Platform Providers Target the Language Industry

Did you know that companies have access to subtitling in real-time or that riders can access in-app translation to enable their ride-hailing-service drivers to find them on the left corner of the intersection, rather than on the right? If not, check out what Amazon Web Services presented at the most recent LocWorld in Lisbon, Portugal. Platform providers such as Alibaba, Amazon, Baidu, Facebook, Google, and Microsoft continue pouring money and people-hours into harnessing artificial intelligence (AI) to drive machine learning capabilities throughout their products and services. Here’s why buyers and providers of language-related services and technology need to pay attention and track what these platform firms are building and creating in areas related to natural language processing (NLP) – a capability that all of these companies claim is absolutely critical to their overall success in the AI arena:

For buyers:

What CSA Research has been predicting around translation – and now interpreting – as a ubiquitous service since our earliest days is becoming reality with current advances in AI and machine learning. Localization teams and centers of excellence for globalization have an essential role to play in preparing their organizations to take advantage of enhanced multilingual capabilities for written, spoken, gestured, and digitized signals.

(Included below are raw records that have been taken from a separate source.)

//! Hub Integration Tests
//!
//! Every test runs against in-process backends except the cross-instance
//! test, which needs a Redis instance at REDIS_URL.
//!
//! Run with: cargo test -p integration-tests --test hub_tests

use async_trait::async_trait;
use hub_cache::{MemoryPresenceManager, MemoryPubSub};
use hub_core::{HubResult, Message};
use hub_gateway::connection::Connection;
use hub_gateway::middleware::Middleware;
use hub_gateway::HubService;
use hub_store::MemoryAdapter;
use integration_tests::{assert_json, fixtures::*, redis_url, test_config, TestServer};
use reqwest::StatusCode;
use serde_json::json;
use std::sync::Arc;
use std::time::Duration;
use tokio_util::sync::CancellationToken;
use tokio_tungstenite::tungstenite::client::IntoClientRequest;
use tokio_tungstenite::tungstenite::Error as WsError;

// ============================================================================
// HTTP Routes
// ============================================================================

#[tokio::test]
async fn test_health_check() {
    let server = TestServer::start().await.expect("Failed to start server");

    let response = server.get("/health").await.expect("Request failed");
    assert_eq!(response.status(), StatusCode::OK);
    assert_eq!(response.text().await.unwrap(), "OK");
}

#[tokio::test]
async fn test_stats_counts_connections_and_documents() {
    let server = TestServer::start().await.expect("Failed to start server");
    let collection = unique_record_collection();

    let mut client = server.connect("u1").await.unwrap();
    let ack = client.request(&create(&collection, "rec1", json!({}))).await.unwrap();
    assert!(ack.get("error").is_none(), "create failed: {ack}");

    let response = server.get("/stats").await.unwrap();
    let stats: StatsResponse = assert_json(response, StatusCode::OK).await.unwrap();
    assert_eq!(stats.connections, 1);
    assert_eq!(stats.documents, 1);
    assert!(stats.timestamp > 0);
}

// ============================================================================
// Protocol
// ============================================================================

#[tokio::test]
async fn test_handshake() {
    let server = TestServer::start().await.unwrap();
    let mut client = server.connect("u1").await.unwrap();

    let reply = client.request(&handshake()).await.unwrap();
    assert_eq!(reply["a"], "hs");
    assert_eq!(reply["data"]["protocol"], "1.0.0");
    assert!(reply["data"]["id"].as_str().unwrap().starts_with("conn_"));
}

#[tokio::test]
async fn test_malformed_frame_is_skipped() {
    let server = TestServer::start().await.unwrap();
    let mut client = server.connect("u1").await.unwrap();

    client.send_raw("{not json").await.unwrap();
    client.expect_silence(Duration::from_millis(200)).await.unwrap();

    let reply = client.request(&handshake()).await.unwrap();
    assert_eq!(reply["a"], "hs");
}

#[tokio::test]
async fn test_unknown_action() {
    let server = TestServer::start().await.unwrap();
    let mut client = server.connect("u1").await.unwrap();

    let reply = client.request(&json!({"a": "zz"})).await.unwrap();
    assert_eq!(reply["a"], "zz");
    assert_eq!(reply["error"]["code"], 400);

    let reply = client.request(&handshake()).await.unwrap();
    assert_eq!(reply["a"], "hs");
}

#[tokio::test]
async fn test_create_edit_fetch() {
    let server = TestServer::start().await.unwrap();
    let collection = unique_record_collection();
    let mut client = server.connect("u1").await.unwrap();

    let reply = client.request(&fetch(&collection, "rec1")).await.unwrap();
    assert_eq!(reply["error"]["code"], 404);

    client
        .request(&create(&collection, "rec1", json!({"name": "a"})))
        .await
        .unwrap();
    let ack = client
        .request(&edit(&collection, "rec1", 1, json!([{"p": ["name"], "od": "a", "oi": "b"}])))
        .await
        .unwrap();
    assert_eq!(ack, json!({"a": "op", "c": collection, "d": "rec1", "v": 1}));

    let reply = client.request(&fetch(&collection, "rec1")).await.unwrap();
    assert_eq!(reply["data"]["v"], 2);
    assert_eq!(reply["data"]["type"], "json0");
}

#[tokio::test]
async fn test_stale_version_conflicts() {
    let server = TestServer::start().await.unwrap();
    let collection = unique_record_collection();
    let mut client = server.connect("u1").await.unwrap();

    client.request(&create(&collection, "rec1", json!({}))).await.unwrap();
    client.request(&edit(&collection, "rec1", 1, json!([]))).await.unwrap();

    let reply = client.request(&edit(&collection, "rec1", 1, json!([]))).await.unwrap();
    assert_eq!(reply["error"]["code"], 409);
}

#[tokio::test]
async fn test_non_record_op_is_rejected() {
    let server = TestServer::start().await.unwrap();
    let mut client = server.connect("u1").await.unwrap();

    let reply = client
        .request(&edit("fld_tbl1", "fld1", 0, json!([{"p": ["name"]}])))
        .await
        .unwrap();
    assert_eq!(reply["error"]["code"], 403);
    assert_eq!(server.service().documents().count(), 0);
}

// ============================================================================
// Fan-out
// ============================================================================

#[tokio::test]
async fn test_subscribers_receive_operations() {
    let server = TestServer::start().await.unwrap();
    let collection = unique_record_collection();

    let mut writer = server.connect("u1").await.unwrap();
    let mut doc_reader = server.connect("u2").await.unwrap();
    let mut collection_reader = server.connect("u3").await.unwrap();

    let ack = doc_reader.request(&subscribe(&collection, "rec1")).await.unwrap();
    assert_eq!(ack, json!({"a": "s", "c": collection, "d": "rec1"}));
    collection_reader
        .request(&subscribe_collection(&collection))
        .await
        .unwrap();

    writer.request(&create(&collection, "rec1", json!({}))).await.unwrap();
    let created = doc_reader.recv().await.unwrap();
    assert_eq!(created["a"], "op");
    assert_eq!(created["create"]["type"], "json0");
    collection_reader.recv().await.unwrap();

    let op = json!([{"p": ["name"], "oi": "x"}]);
    writer.request(&edit(&collection, "rec1", 1, op.clone())).await.unwrap();

    let delivered = doc_reader.recv().await.unwrap();
    assert_eq!(
        delivered,
        json!({"a": "op", "c": collection, "d": "rec1", "v": 1, "op": op})
    );
    assert_eq!(collection_reader.recv().await.unwrap(), delivered);
}

#[tokio::test]
async fn test_closed_subscriber_stops_receiving() {
    let server = TestServer::start().await.unwrap();
    let collection = unique_record_collection();

    let mut writer = server.connect("u1").await.unwrap();
    let mut reader = server.connect("u2").await.unwrap();
    reader.request(&subscribe(&collection, "rec1")).await.unwrap();
    reader.close().await.unwrap();

    // Wait for the server to release the connection
    for _ in 0..50 {
        if server.service().registry().count() == 1 {
            break;
        }
        tokio::time::sleep(Duration::from_millis(20)).await;
    }
    assert_eq!(server.service().registry().count(), 1);

    let ack = writer.request(&create(&collection, "rec1", json!({}))).await.unwrap();
    assert!(ack.get("error").is_none());
}

// ============================================================================
// Presence
// ============================================================================

#[tokio::test]
async fn test_presence_set_is_shared() {
    let server = TestServer::start().await.unwrap();
    let collection = unique_record_collection();

    let mut alice = server.connect("alice").await.unwrap();
    let mut bob = server.connect("bob").await.unwrap();

    alice
        .request(&presence(&collection, "rec1", json!({"cursor": 1})))
        .await
        .unwrap();
    let reply = bob
        .request(&presence(&collection, "rec1", json!({"cursor": 2})))
        .await
        .unwrap();

    assert_eq!(reply["a"], "p");
    let entries = reply["presence"].as_object().unwrap();
    assert_eq!(entries.len(), 2);
    let users: Vec<&str> = entries
        .values()
        .map(|entry| entry["userId"].as_str().unwrap())
        .collect();
    assert!(users.contains(&"alice"));
    assert!(users.contains(&"bob"));

    alice.close().await.unwrap();
    for _ in 0..50 {
        if server.service().registry().count() == 1 {
            break;
        }
        tokio::time::sleep(Duration::from_millis(20)).await;
    }

    let reply = bob
        .request(&presence(&collection, "rec1", json!({"cursor": 3})))
        .await
        .unwrap();
    assert_eq!(reply["presence"].as_object().unwrap().len(), 1);
}

// ============================================================================
// Upgrade and lifecycle
// ============================================================================

#[tokio::test]
async fn test_disallowed_origin_is_refused() {
    let server = TestServer::start_with(&[("CORS_ALLOWED_ORIGINS", "https://app.example.com")])
        .await
        .unwrap();

    let mut request = server.socket_url("u1").into_client_request().unwrap();
    request
        .headers_mut()
        .insert("Origin", "https://evil.example.com".parse().unwrap());

    match tokio_tungstenite::connect_async(request).await {
        Err(WsError::Http(response)) => assert_eq!(response.status().as_u16(), 403),
        Err(e) => panic!("expected 403, got {e}"),
        Ok(_) => panic!("expected 403, upgrade succeeded"),
    }

    let mut request = server.socket_url("u1").into_client_request().unwrap();
    request
        .headers_mut()
        .insert("Origin", "https://app.example.com".parse().unwrap());
    assert!(tokio_tungstenite::connect_async(request).await.is_ok());
}

#[tokio::test]
async fn test_shutdown_closes_sockets() {
    let server = TestServer::start().await.unwrap();
    let mut client = server.connect("u1").await.unwrap();
    client.request(&handshake()).await.unwrap();

    server.shutdown().await.unwrap();

    assert!(client.recv().await.is_err());
}

/// Panics on frames whose action is `boom`
struct PanicOnMarker;

#[async_trait]
impl Middleware for PanicOnMarker {
    fn name(&self) -> &'static str {
        "panic-on-marker"
    }

    async fn handle(&self, _: &CancellationToken, _: &Connection, message: &Message) -> HubResult<()> {
        if message.action == "boom" {
            panic!("marker frame");
        }
        Ok(())
    }
}

#[tokio::test]
async fn test_connection_fault_is_contained() {
    let service = HubService::builder()
        .adapter(Arc::new(MemoryAdapter::new()))
        .pubsub(Arc::new(MemoryPubSub::new()))
        .presence(Arc::new(MemoryPresenceManager::new()))
        .middleware(Arc::new(PanicOnMarker))
        .build()
        .unwrap();
    let server = TestServer::start_with_service(service, test_config(&[]).unwrap())
        .await
        .unwrap();

    let mut faulty = server.connect("u1").await.unwrap();
    let mut healthy = server.connect("u2").await.unwrap();
    faulty.request(&handshake()).await.unwrap();

    faulty.send(&json!({"a": "boom"})).await.unwrap();
    assert!(faulty.recv().await.is_err());

    // Only the faulty connection is released
    for _ in 0..50 {
        if server.service().registry().count() == 1 {
            break;
        }
        tokio::time::sleep(Duration::from_millis(20)).await;
    }
    assert_eq!(server.service().registry().count(), 1);

    let reply = healthy.request(&handshake()).await.unwrap();
    assert_eq!(reply["a"], "hs");
    let response = server.get("/health").await.unwrap();
    assert_eq!(response.status(), StatusCode::OK);

    let mut fresh = server.connect("u3").await.unwrap();
    assert_eq!(fresh.request(&handshake()).await.unwrap()["a"], "hs");
}

#[tokio::test]
async fn test_cross_instance_fan_out() {
    let Some(url) = redis_url() else {
        return;
    };
    let prefix = format!("test{}:", unique_suffix());
    let vars = [("REDIS_URL", url.as_str()), ("PUBSUB_PREFIX", prefix.as_str())];

    let first = TestServer::start_with(&vars).await.unwrap();
    let second = TestServer::start_with(&vars).await.unwrap();
    let collection = unique_record_collection();

    let mut reader = second.connect("u2").await.unwrap();
    reader.request(&subscribe(&collection, "rec1")).await.unwrap();

    // Documents live in each instance's own adapter; create on the writer's side
    let mut writer = first.connect("u1").await.unwrap();
    writer.request(&create(&collection, "rec1", json!({}))).await.unwrap();

    let delivered = reader.recv().await.unwrap();
    assert_eq!(delivered["a"], "op");
    assert_eq!(delivered["c"], collection.as_str());
    assert_eq!(delivered["d"], "rec1");
}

  • Educate product and service designers – and your colleagues. Just because AI and the machine learning it enables has more application to real life every day doesn’t mean that it arrives on the scene multilingual and ready to do business locally. Being aware of what platform providers make available may change design plans or enhance local market coverage much more easily than your company originally imagined. 
     
  • Go for the gold. Lower costs enabled by the application of all of these new capabilities also present opportunities to increase the amount of multilingual deliverables – whether content, code, services, or programs – through improved ROI. Zero-shot translation, augmented translation, and automated content enrichment are just three examples of the gains being made that will impact content ROI by enabling you to process large quantities of user- and machine-generated content that includes text as well as video.
     
  • Benefit from the democratization of artificial intelligence. Don’t worry about becoming an AI expert. Machine learning will come to your software stack from multiple products and integration-ready cloud services. AI is now appearing as wizards that configure machine learning. So, clean and prepare that data that you’ve been storing away for a rainy day.


For LSPs:

Whether or not your prospects and customers are aware of how AI-driven capabilities will affect their business, they soon will be. Don’t wait for them to bring up the issue or to be caught off-guard during a quarterly review when they do. Prepare now to position how your team will be there as they try to figure out how to apply these capabilities with global customers and multicultural audiences within their home market.

  • Explore opportunities beyond the narrow scope of classic language services. Instead of fixating on whether you will be Uberize’d out of business, focus instead on how to navigate a world in which neural networks may erode parts of your value proposition. Remember that most clients – regardless of size, vertical, or current challenges – will continue to seek help for putting all of their pieces together to execute complex global content and code strategies. Many of your prospects and customers have already invested a fair amount of time and resources into digital transformation around the huge amounts of data and content that drive their operations. Start finding out now what those pieces are outside of your standard service offerings so that you can craft new ones as quickly as possible.
     
  • Identify data that can inform powerful machine-learning applications. Ask your clients and prospects to describe scenarios in which their firms are planning or already applying some form of AI or machine learning. If your contacts stare back at you blankly, encourage them to look outside their silos. You are doing them a favor by pushing them to find out how to prepare to support the multilingual data flows that will originate from these sources.
     
  • Reinvent your company as a data-savvy business process outsourcer. Don’t lose sight of the expertise that you have but others don’t – including competitors from outside the language industry. Ready or not, more and more of your clients will turn to you for business process outsourcing services related to content creation, data cleaning, and business intelligence tasks. Big consulting firms such as Accenture and KPMG are often called in to launch enterprise-wide initiatives such as digital transformation. However, they’re rarely good at executing operationally – especially when it comes to local markets. If your team is skilled at building ontologies and taxonomies to give clients a head start on taking advantage of machine learning, for example, make sure they know and don’t forget it.
     
  • Analyze the impact of conversational content in multiple languages. What will dialogs with Alexa and Siri mean for your business at the strategic level? The platform providers above are determined to continue to improve speech processing that all of us will use more and more as personal and business consumers – think hand-held mobile devices, home assistants, TVs, and vehicles. Do you have access to training data in languages that these companies – or perhaps some of your clients – need to address gaps in what they currently deliver? Or maybe you have user design expertise for local markets. Start planning now for clients to be asking you to perform integration and testing – or even how to identify use cases around the world.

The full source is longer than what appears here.